99 per cent of companies have employees who use eBay, and therefore their companies could be at risk.
According to research from Skyhigh Networks, the average Fortune 2000 Company has approximately 15,800 employees using eBay and as employees access the website from work, this could have significant security consequences for business.
Charlie Howe, Skyhigh Networks EMEA director, said that a breach which affects 145 million people has to have an impact on businesses, who need to realise that it is not just about personal accounts.
“Most eBay users do visit the service exclusively for personal reasons, and are unlikely to store sensitive corporate data within the service, which means that the impact of this breach in terms of corporate security will be dismissed by many,” he said.

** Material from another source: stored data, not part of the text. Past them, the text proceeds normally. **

impl<R: Renderer> Cycle<'_, R> {
    fn run(&mut self, title: &str, encoding: Option<&str>) -> Result<(), PipelineError> {
        self.renderer.apply_theme(&self.config.theme);
        self.renderer.heading(title);
        if let Some(encoding) = encoding {
            self.renderer.metric("Detected file encoding", encoding);
        }

        let selection = self.collect_selection()?;
        let view = selection.apply(self.table)?;
        let queries = CachedQueries::new(view, selection, Some(self.cache));

        self.metrics(&queries)?;
        self.charts(&queries)?;
        self.preview(queries.view());
        Ok(())
    }

    /// Walks the widget catalog and folds the answers into one
    /// conjunctive selection. A multiselect that keeps every option adds
    /// no constraint; range widgets always constrain, so rows with null
    /// dates or sales drop out even at full width.
    fn collect_selection(&mut self) -> Result<FilterSelection, PipelineError> {
        let table = self.table;
        let mut selection = FilterSelection::new();

        for (column, label) in CATALOG_FILTERS {
            if column_kind(table, column) != Some(ColumnType::Str) {
                continue;
            }
            let options = distinct_in_order(table, column)?;
            if options.is_empty() {
                continue;
            }
            let chosen = self.renderer.multiselect(label, &options, &options);
            if !same_set(&chosen, &options) {
                selection = selection.any_of(column, chosen);
            }
        }

        if column_kind(table, COUNTRY_COLUMN) == Some(ColumnType::Str) {
            let mut options = distinct_in_order(table, COUNTRY_COLUMN)?;
            options.sort_unstable();
            if !options.is_empty() {
                let preselected = &options[..options.len().min(COUNTRY_DEFAULT)];
                let chosen = self
                    .renderer
                    .multiselect("Select Country", &options, preselected);
                if !same_set(&chosen, &options) {
                    selection = selection.any_of(COUNTRY_COLUMN, chosen);
                }
            }
        }

        match column_kind(table, DATE_COLUMN) {
            Some(ColumnType::Date) => {
                if let Some((min, max)) = date_extent(table.dates_of(DATE_COLUMN)?) {
                    let (lo, hi) = self.renderer.date_range("Select Date Range", min, max);
                    selection = selection.date_range(DATE_COLUMN, lo, hi);
                }
            }
            Some(_) => debug!(column = DATE_COLUMN, "date filter skipped, not a date column"),
            None => {}
        }

        match column_kind(table, TOTAL_COLUMN) {
            Some(kind) if kind.is_numeric() => {
                if let Some((min, max)) = numeric_extent(table, TOTAL_COLUMN)? {
                    let (lo, hi) = self.renderer.numeric_range("Select Sales Range", min, max);
                    selection = selection.numeric_range(TOTAL_COLUMN, lo, hi);
                }
            }
            Some(_) => debug!(column = TOTAL_COLUMN, "sales filter skipped, not numeric"),
            None => {}
        }

        Ok(selection)
    }

    fn metrics(&mut self, queries: &CachedQueries<'_>) -> Result<(), PipelineError> {
        let table = self.table;
        let view = queries.view();
        self.renderer.heading("Summary Metrics");
        if table.has_column("product_id") {
            self.renderer
                .metric("Total Products", &view.len().to_string());
        }
        if is_numeric(table, "price") {
            let value = match queries.mean("price")? {
                Some(mean) => format!("${:.2}", mean),
                None => "-".to_string(),
            };
            self.renderer.metric("Average Price", &value);
        }
        if is_numeric(table, "rating") {
            let value = match queries.mean("rating")? {
                Some(mean) => format!("{:.1}/5", mean),
                None => "-".to_string(),
            };
            self.renderer.metric("Average Rating", &value);
        }
        if is_numeric(table, "stock") {
            let count = aggregate::count_where(view, "stock", |cell| cell == ValueRef::Int(0))?;
            self.renderer.metric("Out of Stock", &count.to_string());
        }
        if is_numeric(table, TOTAL_COLUMN) {
            let total = queries.sum(TOTAL_COLUMN)?;
            self.renderer
                .metric("Total Sales", &format!("${}", thousands(total)));
        }
        if table.has_column(INVOICE_COLUMN) {
            let orders = queries.count_distinct(INVOICE_COLUMN)?;
            self.renderer
                .metric("Total Orders", &group_digits(&orders.to_string()));
        }
        if is_numeric(table, UNIT_PRICE_COLUMN) {
            let value = match queries.mean(UNIT_PRICE_COLUMN)? {
                Some(mean) => format!("${}", thousands(mean)),
                None => "-".to_string(),
            };
            self.renderer.metric("Avg Unit Price", &value);
        }
        if table.has_column(CUSTOMER_COLUMN) {
            let customers = queries.count_distinct(CUSTOMER_COLUMN)?;
            self.renderer
                .metric("Unique Customers", &group_digits(&customers.to_string()));
        }
        Ok(())
    }

    fn charts(&mut self, queries: &CachedQueries<'_>) -> Result<(), PipelineError> {
        let table = self.table;
        let view = queries.view();

        if column_kind(table, "category") == Some(ColumnType::Str) {
            let counts = queries.count_by("category")?;
            let (labels, values) = counts_to_bars(counts, self.config.top_categories);
            self.renderer.heading("Products by Category");
            self.renderer.render_bar(&labels, &values, "Top Categories");
        } else {
            debug!(chart = "Top Categories", "skipped, required column missing");
        }

        if column_kind(table, "brand") == Some(ColumnType::Str) {
            let counts = queries.count_by("brand")?;
            let (labels, values) = counts_to_bars(counts, self.config.top_brands);
            self.renderer.heading("Products by Brand");
            self.renderer.render_bar(&labels, &values, "Top Brands");
        } else {
            debug!(chart = "Top Brands", "skipped, required column missing");
        }

        let price_ok = is_numeric(table, "price");
        let rating_ok = is_numeric(table, "rating");
        if price_ok || rating_ok {
            // Both distribution charts draw from the same seeded sample.
            let mut rng = StdRng::seed_from_u64(self.config.histogram_seed);
            let sample = aggregate::sample_rows(view, self.config.histogram_sample, &mut rng);
            if price_ok {
                let values = aggregate::numeric_values(&sample, "price")?;
                self.renderer.heading("Price Distribution");
                self.renderer
                    .render_histogram(&values, PRICE_BINS, "Price Distribution");
            }
            if rating_ok {
                let values = aggregate::numeric_values(&sample, "rating")?;
                self.renderer.heading("Rating Distribution");
                self.renderer
                    .render_histogram(&values, RATING_BINS, "Rating Distribution");
            }
        }

        if column_kind(table, "date_added") == Some(ColumnType::Date) {
            let months = queries.monthly_count("date_added")?;
            let (x, y) = months_to_series(months.into_iter().map(|(m, c)| (m, c as f64)));
            self.renderer.heading("Products Added Over Time");
            self.renderer
                .render_line(&x, &y, "New Products Added Monthly");
        } else {
            debug!(
                chart = "New Products Added Monthly",
                "skipped, required column missing"
            );
        }

        if column_kind(table, DATE_COLUMN) == Some(ColumnType::Date)
            && is_numeric(table, TOTAL_COLUMN)
        {
            let months = queries.monthly_sum(DATE_COLUMN, TOTAL_COLUMN)?;
            let (x, y) = months_to_series(months.into_iter());
            self.renderer.heading("Sales Over Time");
            self.renderer
                .render_line(&x, &y, "Sales Trend Over Time");
        } else {
            debug!(
                chart = "Sales Trend Over Time",
                "skipped, required column missing"
            );
        }

        if column_kind(table, COUNTRY_COLUMN) == Some(ColumnType::Str)
            && is_numeric(table, TOTAL_COLUMN)
        {
            let sums = queries.sum_by(COUNTRY_COLUMN, TOTAL_COLUMN)?;
            let (labels, values) = sums_to_bars(sums, usize::MAX);
            self.renderer.heading("Sales by Country");
            self.renderer
                .render_bar(&labels, &values, "Total Sales by Country");
        } else {
            debug!(
                chart = "Total Sales by Country",
                "skipped, required column missing"
            );
        }

        if column_kind(table, DESCRIPTION_COLUMN) == Some(ColumnType::Str)
            && is_numeric(table, TOTAL_COLUMN)
        {
            let sums = queries.sum_by(DESCRIPTION_COLUMN, TOTAL_COLUMN)?;
            let (labels, values) = sums_to_bars(sums, self.config.top_products);
            self.renderer.heading("Top 10 Products by Sales");
            self.renderer.render_bar(&labels, &values, "Top Products");
        } else {
            debug!(chart = "Top Products", "skipped, required column missing");
        }

        if is_numeric(table, QUANTITY_COLUMN) && is_numeric(table, TOTAL_COLUMN) {
            let (x, y, groups) = scatter_points(table, view)?;
            self.renderer.heading("Quantity vs Sales Distribution");
            self.renderer
                .render_scatter(&x, &y, &groups, "Quantity vs Total Sales");
        } else {
            debug!(
                chart = "Quantity vs Total Sales",
                "skipped, required column missing"
            );
        }

        if is_numeric(table, TOTAL_COLUMN) {
            let values = aggregate::numeric_values(view, TOTAL_COLUMN)?;
            self.renderer.heading("Sales Distribution");
            self.renderer
                .render_histogram(&values, SALES_BINS, "Sales Value Distribution");
        } else {
            debug!(
                chart = "Sales Value Distribution",
                "skipped, required column missing"
            );
        }

        match aggregate::correlation_matrix(view)? {
            Some((labels, matrix)) => {
                self.renderer.heading("Correlation Heatmap");
                self.renderer
                    .render_heatmap(&matrix, &labels, &labels, "Correlation Heatmap");
            }
            None => debug!(chart = "Correlation Heatmap", "skipped, no numeric columns"),
        }

        Ok(())
    }

    fn preview(&mut self, view: &TableView<'_>) {
        self.renderer.heading("Raw Data Preview");
        let headers = self.table.headers().to_vec();
        let rows: Vec<Vec<String>> = view
            .head(self.config.preview_limit)
            .into_iter()
            .map(|row| row.into_iter().map(|cell| cell.to_string()).collect())
            .collect();
        self.renderer.render_table(&headers, &rows, view.len());
    }
}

“It’s a dangerous game to play, however, especially since many people will fail to heed eBay’s warnings and change their passwords.
Howe said that employees will often use the same password across several cloud services and with passwords re-used; I asked how many employees are using the same password on eBay as they are on their corporate cloud services?
“I’d say it’s pretty high, a certainty almost. This is critical because it means that hackers can use eBay credentials to guess login and password information of other corporate cloud services where data sensitivity may represent a far greater risk to the organisation.”
Paul Ayers, VP EMEA at enterprise data security firm Vormetric, said: “In the case of the breach at eBay, the cyber criminals have targeted a database containing eBay customers’ name, encrypted password, email address, physical address, phone number and date of birth.
“Enterprise databases are a rich seam of valuable data for hackers and the route to this data is often via users that have the appropriate access rights and network privileges. Even though a portion of it was encrypted, it appears a good deal was not and it is this kind of personal information which is often used by criminals to launch further attacks.”